== EXERCISE PROMPT ==
In the entries below, how many lines contain the string "assets"? Respond with the number only.

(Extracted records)

/// CLI command: publish the branch folders into an existing repository.
///
/// Unlike `publish`, no repository is created and no settings, issues or
/// permissions are touched.
///
/// # Errors
/// - The repository does not exist or cannot be read.
/// - Any branch failed to sync (the others are still attempted).
pub fn cmd_sync(settings: &Settings) -> Result<()> {
    let mp = MultiProgress::new();
    if settings.dry_run {
        return dry_run(settings, &mp);
    }

    let token = settings
        .token
        .as_deref()
        .context("no GitHub access token")?;
    let gh = GitHub::new(&settings.api_url, token).context("failed to build GitHub client")?;
    let name = &settings.layout.repo_name;

    let pb = progress::start(&mp, format!("looking up {}/{}", settings.owner, name));
    let repo = match gh.find_repository(&settings.owner, name) {
        Ok(Some(r)) => {
            progress::finish_ok(&pb, format!("found {}/{}", r.owner, r.name));
            r
        }
        Ok(None) => {
            progress::finish_err(&pb, format!("{}/{} does not exist", settings.owner, name));
            bail!(
                "repository {}/{} does not exist, run `expub publish` first",
                settings.owner,
                name
            );
        }
        Err(e) => {
            progress::finish_err(&pb, e.to_string());
            return Err(e).context("failed to look up repository");
        }
    };

    let store = gh.repo(&repo.owner, &repo.name);
    let opts = SyncOptions::new(settings, &repo.default_branch);
    summarize(sync_all(&store, &build_jobs(settings), &opts, &mp))?;
    Ok(())
}

#[cfg(test)]
mod tests {
    use super::*;
    use crate::error::RemoteError;
    use crate::host::{BlobContent, TreeEntry};
    use indicatif::ProgressDrawTarget;
    use std::collections::BTreeMap;
    use std::fs;
    use std::path::Path;
    use std::sync::atomic::{AtomicUsize, Ordering};
    use tempfile::tempdir;

    fn opts(mode: SyncMode) -> SyncOptions {
        SyncOptions {
            default_branch: "main".into(),
            mode,
            upload_threads: 4,
        }
    }

    fn job(root: &Path, branch: &str) -> SyncJob {
        let readme = root.join("README.md");
        SyncJob {
            branch: branch.into(),
            folder: root.join(branch),
            readme: readme.is_file().then_some(readme),
            message: format!("sync {branch}"),
        }
    }

    /// Delegates to a [`MemoryStore`] but fails the n-th blob upload.
    struct FlakyStore {
        inner: MemoryStore,
        fail_at: usize,
        blobs: AtomicUsize,
    }

    impl ObjectStore for FlakyStore {
        fn create_blob(&self, content: &BlobContent) -> Result<ObjectId, RemoteError> {
            if self.blobs.fetch_add(1, Ordering::SeqCst) + 1 == self.fail_at {
                return Err(RemoteError::Rejected("simulated upload failure".into()));
            }
            self.inner.create_blob(content)
        }
        fn create_tree(
            &self,
            base: Option<&ObjectId>,
            entries: &[TreeEntry],
        ) -> Result<ObjectId, RemoteError> {
            self.inner.create_tree(base, entries)
        }
        fn create_commit(
            &self,
            tree: &ObjectId,
            parent: &ObjectId,
            message: &str,
        ) -> Result<ObjectId, RemoteError> {
            self.inner.create_commit(tree, parent, message)
        }
        fn commit_tree(&self, commit: &ObjectId) -> Result<ObjectId, RemoteError> {
            self.inner.commit_tree(commit)
        }
        fn get_ref(&self, branch: &str) -> Result<Option<ObjectId>, RemoteError> {
            self.inner.get_ref(branch)
        }
        fn create_ref(&self, branch: &str, commit: &ObjectId) -> Result<(), RemoteError> {
            self.inner.create_ref(branch, commit)
        }
        fn update_ref(&self, branch: &str, commit: &ObjectId) -> Result<(), RemoteError> {
            self.inner.update_ref(branch, commit)
        }
    }

    /// Moves the branch behind the engine's back right after the commit.
    struct RacingStore {
        inner: MemoryStore,
    }

    impl ObjectStore for RacingStore {
        fn create_blob(&self, content: &BlobContent) -> Result<ObjectId, RemoteError> {
            self.inner.create_blob(content)
        }
        fn create_tree(
            &self,
            base: Option<&ObjectId>,
            entries: &[TreeEntry],
        ) -> Result<ObjectId, RemoteError> {
            self.inner.create_tree(base, entries)
        }
        fn create_commit(
            &self,
            tree: &ObjectId,
            parent: &ObjectId,
            message: &str,
        ) -> Result<ObjectId, RemoteError> {
            let id = self.inner.create_commit(tree, parent, message)?;
            self.inner
                .commit_files("main", &[("other.txt", b"concurrent")], "someone else")?;
            Ok(id)
        }
        fn commit_tree(&self, commit: &ObjectId) -> Result<ObjectId, RemoteError> {
            self.inner.commit_tree(commit)
        }
        fn get_ref(&self, branch: &str) -> Result<Option<ObjectId>, RemoteError> {
            self.inner.get_ref(branch)
        }
        fn create_ref(&self, branch: &str, commit: &ObjectId) -> Result<(), RemoteError> {
            self.inner.create_ref(branch, commit)
        }
        fn update_ref(&self, branch: &str, commit: &ObjectId) -> Result<(), RemoteError> {
            self.inner.update_ref(branch, commit)
        }
    }

    fn tree_of(store: &MemoryStore, commit: &ObjectId) -> BTreeMap<String, ObjectId> {
        let tree = store.commit(commit).unwrap().tree;
        store.tree_entries(&tree).unwrap()
    }

    #[test]
    fn resync_without_changes_reuses_blobs_but_not_commits() {
        let td = tempdir().unwrap();
        let root = td.path();
        fs::create_dir_all(root.join("main")).unwrap();
        fs::write(root.join("main/a.txt"), "hello").unwrap();

        let store = MemoryStore::initialized("main");
        let j = job(root, "main");
        let first = sync_branch(&store, &j, &opts(SyncMode::Overlay)).unwrap();
        let second = sync_branch(&store, &j, &opts(SyncMode::Overlay)).unwrap();

        assert_ne!(first.commit, second.commit);
        assert_eq!(second.parent, first.commit);
        assert_eq!(tree_of(&store, &first.commit), tree_of(&store, &second.commit));
        assert_eq!(store.tip("main"), Some(second.commit));
    }

    #[test]
    fn overlay_keeps_files_missing_locally() {
        let td = tempdir().unwrap();
        let root = td.path();
        fs::create_dir_all(root.join("main")).unwrap();
        fs::write(root.join("main/a.txt"), "a v2").unwrap();
        fs::write(root.join("main/c.txt"), "c").unwrap();

        let store = MemoryStore::initialized("main");
        store
            .commit_files("main", &[("a.txt", b"a v1"), ("b.txt", b"b")], "before")
            .unwrap();

        let r = sync_branch(&store, &job(root, "main"), &opts(SyncMode::Overlay)).unwrap();
        let entries = tree_of(&store, &r.commit);
        let paths: Vec<_> = entries.keys().map(String::as_str).collect();
        assert_eq!(paths, vec!["a.txt", "b.txt", "c.txt"]);
        assert_eq!(store.file_at("main", "a.txt").unwrap(), b"a v2");
        assert_eq!(store.file_at("main", "b.txt").unwrap(), b"b");
        assert_eq!(store.file_at("main", "c.txt").unwrap(), b"c");
    }

    #[test]
    fn replace_mode_drops_files_missing_locally() {
        let td = tempdir().unwrap();
        let root = td.path();
        fs::create_dir_all(root.join("main")).unwrap();
        fs::write(root.join("main/a.txt"), "a").unwrap();

        let store = MemoryStore::initialized("main");
        store
            .commit_files("main", &[("stale.txt", b"old")], "before")
            .unwrap();

        let r = sync_branch(&store, &job(root, "main"), &opts(SyncMode::Replace)).unwrap();
        let paths: Vec<_> = tree_of(&store, &r.commit).into_keys().collect();
        assert_eq!(paths, vec!["a.txt".to_string()]);
    }

    #[test]
    fn new_branch_descends_from_default_branch() {
        let td = tempdir().unwrap();
        let root = td.path();
        fs::create_dir_all(root.join("solution")).unwrap();
        fs::write(root.join("solution/answer.py"), "print(42)\n").unwrap();

        let store = MemoryStore::initialized("main");
        let main_tip = store
            .commit_files("main", &[("LICENSE", b"MIT")], "license")
            .unwrap();

        let r = sync_branch(&store, &job(root, "solution"), &opts(SyncMode::Overlay)).unwrap();
        assert!(r.bootstrapped);
        assert_eq!(r.parent, main_tip);
        assert!(store.is_ancestor(&main_tip, &r.commit));
        assert_eq!(store.tip("solution"), Some(r.commit.clone()));
        // The default branch content is carried over.
        assert_eq!(store.file_at("solution", "LICENSE").unwrap(), b"MIT");
        assert_eq!(store.tip("main"), Some(main_tip));
    }

    #[test]
    fn failed_upload_leaves_branch_untouched() {
        let td = tempdir().unwrap();
        let root = td.path();
        fs::create_dir_all(root.join("main")).unwrap();
        for i in 0..6 {
            fs::write(root.join(format!("main/f{i}.txt")), format!("{i}")).unwrap();
        }

        let store = FlakyStore {
            inner: MemoryStore::initialized("main"),
            fail_at: 4,
            blobs: AtomicUsize::new(0),
        };
        let before = store.inner.tip("main").unwrap();

        let err = sync_branch(&store, &job(root, "main"), &opts(SyncMode::Overlay)).unwrap_err();
        assert_eq!(err.step, SyncStep::UploadContent);
        assert_eq!(err.branch, "main");
        assert_eq!(store.inner.tip("main"), Some(before.clone()));
        // No commit other than the initial one exists on the branch.
        assert!(store.inner.commit(&before).unwrap().parents.is_empty());
    }

    #[test]
    fn moved_tip_is_reported_as_conflict() {
        let td = tempdir().unwrap();
        let root = td.path();
        fs::create_dir_all(root.join("main")).unwrap();
        fs::write(root.join("main/a.txt"), "a").unwrap();

        let store = RacingStore {
            inner: MemoryStore::initialized("main"),
        };
        let err = sync_branch(&store, &job(root, "main"), &opts(SyncMode::Overlay)).unwrap_err();
        assert_eq!(err.step, SyncStep::AdvanceRef);
        assert!(matches!(err.kind, SyncErrorKind::RefConflict { .. }));
        assert!(store.inner.file_at("main", "a.txt").is_none());
    }

    #[test]
    fn text_and_binary_round_trip_exactly() {
        let td = tempdir().unwrap();
        let root = td.path();
        fs::create_dir_all(root.join("main/assets")).unwrap();
        let text = "naïve café ☕\n".as_bytes().to_vec();
        let binary = vec![0x89, b'P', b'N', b'G', 0, 0, 0xff, 0x10];
        fs::write(root.join("main/notes.md"), &text).unwrap();
        fs::write(root.join("main/assets/logo.png"), &binary).unwrap();

        let store = MemoryStore::initialized("main");
        let files = job(root, "main").local_files().unwrap();
        let ups = upload_files(&store, &files, 2).unwrap();
        let by_path = |p: &str| ups.iter().find(|u| u.remote_path == p).unwrap();
        assert!(!by_path("notes.md").binary);
        assert!(by_path("assets/logo.png").binary);

        sync_branch(&store, &job(root, "main"), &opts(SyncMode::Overlay)).unwrap();
        assert_eq!(store.file_at("main", "notes.md").unwrap(), text);
        assert_eq!(store.file_at("main", "assets/logo.png").unwrap(), binary);
    }

    #[test]
    fn nested_files_and_shared_readme_land_where_expected() {
        let td = tempdir().unwrap();
        let root = td.path();
        fs::create_dir_all(root.join("main/sub")).unwrap();
        fs::create_dir_all(root.join("solution/sub")).unwrap();
        fs::write(root.join("main/sub/file.txt"), "todo").unwrap();
        fs::write(root.join("solution/sub/file.txt"), "done").unwrap();
        fs::write(root.join("README.md"), "# Exercise").unwrap();

        let store = MemoryStore::initialized("main");
        let jobs = vec![job(root, "main"), job(root, "solution")];
        let mp = MultiProgress::with_draw_target(ProgressDrawTarget::hidden());
        let results = summarize(sync_all(&store, &jobs, &opts(SyncMode::Overlay), &mp)).unwrap();
        assert_eq!(results.len(), 2);

        for branch in ["main", "solution"] {
            assert_eq!(store.file_at(branch, "README.md").unwrap(), b"# Exercise");
        }
        assert_eq!(store.file_at("main", "sub/file.txt").unwrap(), b"todo");
        assert_eq!(store.file_at("solution", "sub/file.txt").unwrap(), b"done");
        assert!(store.file_at("main", "main/sub/file.txt").is_none());
    }

    #[test]
    fn one_failing_branch_does_not_stop_the_other() {
        let td = tempdir().unwrap();
        let root = td.path();
        fs::create_dir_all(root.join("solution")).unwrap();
        fs::write(root.join("solution/s.txt"), "s").unwrap();

        let store = MemoryStore::initialized("main");
        // `main/` is missing, so the first job fails while reading.
        let jobs = vec![job(root, "main"), job(root, "solution")];
        let mp = MultiProgress::with_draw_target(ProgressDrawTarget::hidden());
        let results = sync_all(&store, &jobs, &opts(SyncMode::Overlay), &mp);

        match &results[0] {
            Err(e) => assert_eq!(e.step, SyncStep::ReadContent),
            Ok(_) => panic!("main should fail"),
        }
        assert!(results[1].is_ok());
        let err = summarize(results).unwrap_err().to_string();
        assert!(err.contains("1 of 2"));
        assert!(err.contains("main"));
    }
}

== SOLUTION TO THIS PROBLEM ==
4